Amazon Kindle y el futuro de la lectura

Amazon KindleHoy es el día de la presentación del Amazon Kindle, el lector de libros electrónicos de la tienda online más importante del planeta. El objetivo es convertirse en el “iPod de la lectura”, emulando y ampliando la experiencia de la lectura. Kindle apuesta por tecnología de E-Ink (al igual que Sony Reader), tendrá conectividad inalámbrica (EVDO, 2.5G norteamericana), pesará 600 gramos y costará 400 dólares.

La conexión será una de las claves del dispositivo. La idea es que desde cualquier lugar puedas adquirir el libro que quieras y acceder a las revistas, periódicos y blogs a los que estás suscrito (ojo, servicio de pago el estar suscrito a blogs según Newsweek, algo que me ha sorprendido sobremanera). Además se podrá utilizar Google, la wikipedia o navegar siguiendo los enlaces de los mismos. Amazon Kindle podrá almacenar alrededor de 200 libros y tendrá una autonomía de nueve treinta horas. El precio por libro rondará los 10 dólares.

Como ya comentamos en “The Kindle, lector de libros electrónicos de Amazon“, utilizar un formato propietario con DRM (Mobipocket) y está por ver si admitirá otros estándares (Idpf, pdf…). Salvo ese factor, la estrategia de Amazon con Kindle sigue al pie de la letra la empleada por Apple en la música: acuerdos con las grandes editoriales, precio único para todos los libros, DRM en los ficheros comprados para controlar donde se reproducen y qué hacen los usuarios con ellos y un dispositivo que haga de interfaz entre el usuario y el contenido.

Amazon con Kindle no va a ser el iPod de la lectura. En la era del dispositivo multipróposito teléfono-cámara-reproductor de música-GPS, la baza de la empresa de Bezzos es que en calidad de lectura es muy importante estar especializado y disponer de una gran pantalla para emular le experiencia de leer un libro. Pero pagar estos precios, con libros bloqueados con DRM y sin saber todavía le cargo adicional por conexión no es una apuesta ganadora. Aún así, entiendo que la estrategia de Amazon es mover el sector, incentivar la cultura del libro electrónico y seguir siendo la tienda en internet para el mismo, aunque el dispositivo final lo sigan poniendo otros.

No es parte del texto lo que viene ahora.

//! `DriftAnalysis`: the persisted result of comparing one documentation
//! chunk against the code entity it links to.

use chrono::{DateTime, Utc};
use serde::{Deserialize, Serialize};

use crate::value_objects::ChunkId;

/// Severity of a detected drift, as returned by the LLM drift prompt.
#[derive(Debug, Clone, Copy, PartialEq, Eq, Serialize, Deserialize)]
#[serde(rename_all = "lowercase")]
pub enum DriftSeverity {
    /// No meaningful disagreement.
    None,
    /// Minor disagreement (e.g. a stale example).
    Minor,
    /// Major disagreement (e.g. a changed constant or removed API).
    Major,
}

impl DriftSeverity {
    /// Map to the [`crate::entities::DriftStatus`] persisted on the owning
    /// chunk.
    #[must_use]
    pub fn to_status(self) -> crate::entities::DriftStatus {
        match self {
            Self::None => crate::entities::DriftStatus::Aligned,
            Self::Minor => crate::entities::DriftStatus::MinorDrift,
            Self::Major => crate::entities::DriftStatus::MajorDrift,
        }
    }
}

/// One issue raised by the drift detector, quoting both sides.
#[derive(Debug, Clone, PartialEq, Eq, Serialize, Deserialize)]
pub struct DriftIssue {
    /// Human-readable description of the disagreement.
    pub description: String,
    /// The exact doc text being disputed.
    pub doc_quote: String,
    /// The exact code text being disputed.
    pub code_quote: String,
}

/// The persisted result of one (doc-chunk, linked-entity) drift comparison.
#[derive(Debug, Clone, PartialEq, Serialize, Deserialize)]
pub struct DriftAnalysis {
    /// The chunk this analysis was run for.
    pub chunk_id: ChunkId,
    /// Path of the documentation file.
    pub doc_path: String,
    /// Qualified name of the linked entity.
    pub entity_qn: String,
    /// What triggered this analysis (`"scheduled"`, `"file_changed"`,
    /// `"manual"`).
    pub trigger: String,
    /// Whether drift was detected at all.
    pub drift_detected: bool,
    /// Severity of the detected drift.
    pub drift_severity: DriftSeverity,
    /// Score in `[0, 1]`; forced to `0.0` when `drift_detected` is `false`.
    pub drift_score: f64,
    /// Individual disagreements found.
    pub issues: Vec<DriftIssue>,
    /// LLM-provided natural-language explanation.
    pub explanation: String,
    /// The doc excerpt compared.
    pub doc_excerpt: String,
    /// The code excerpt compared.
    pub code_excerpt: String,
    /// Content hash of the doc chunk at analysis time.
    pub doc_version_hash: String,
    /// Content hash of the code entity at analysis time.
    pub code_version_hash: String,
    /// When this analysis was run.
    pub analyzed_at: DateTime<Utc>,
}

#[cfg(test)]
mod tests {
    use super::*;

    #[test]
    fn severity_maps_to_matching_status() {
        use crate::entities::DriftStatus;
        assert_eq!(DriftSeverity::None.to_status(), DriftStatus::Aligned);
        assert_eq!(DriftSeverity::Minor.to_status(), DriftStatus::MinorDrift);
        assert_eq!(DriftSeverity::Major.to_status(), DriftStatus::MajorDrift);
    }
}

Cierto que es equivalente a cargar con un libro y que para cierto perfil de usuario llevar una biblioteca encima puede tener sentido, pero la mayor apuesta que ha puesto sobre la mesa este dispositivo es la lectura bajo demanda: el título que quieras, cuando quieras, desde donde quieras. Falla en ser caro, feo y en estar dirigido a un segmento de la población (de 30 años hacia arriba) que mantiene una relación fetichista con el libro como objeto-símbolo de la cultura. Para las venideras probablemente ya no sea así, el acceso a la información y la cultura lo habrán hecho más a través de una pantalla y quizás, para ellos, este dispositivo tenga todo el sentido.

También lo han comentado: Uberbin, Tecnorantes.

Actualización: Ya hay datos oficiales. Admite otros formatos (HTML, texto plano, JPG, PNG…), pero no PDF ni RTF. La conexión va incluida en el precio e viene con un diccionario Oxford. El resto de detalles, en Xataka.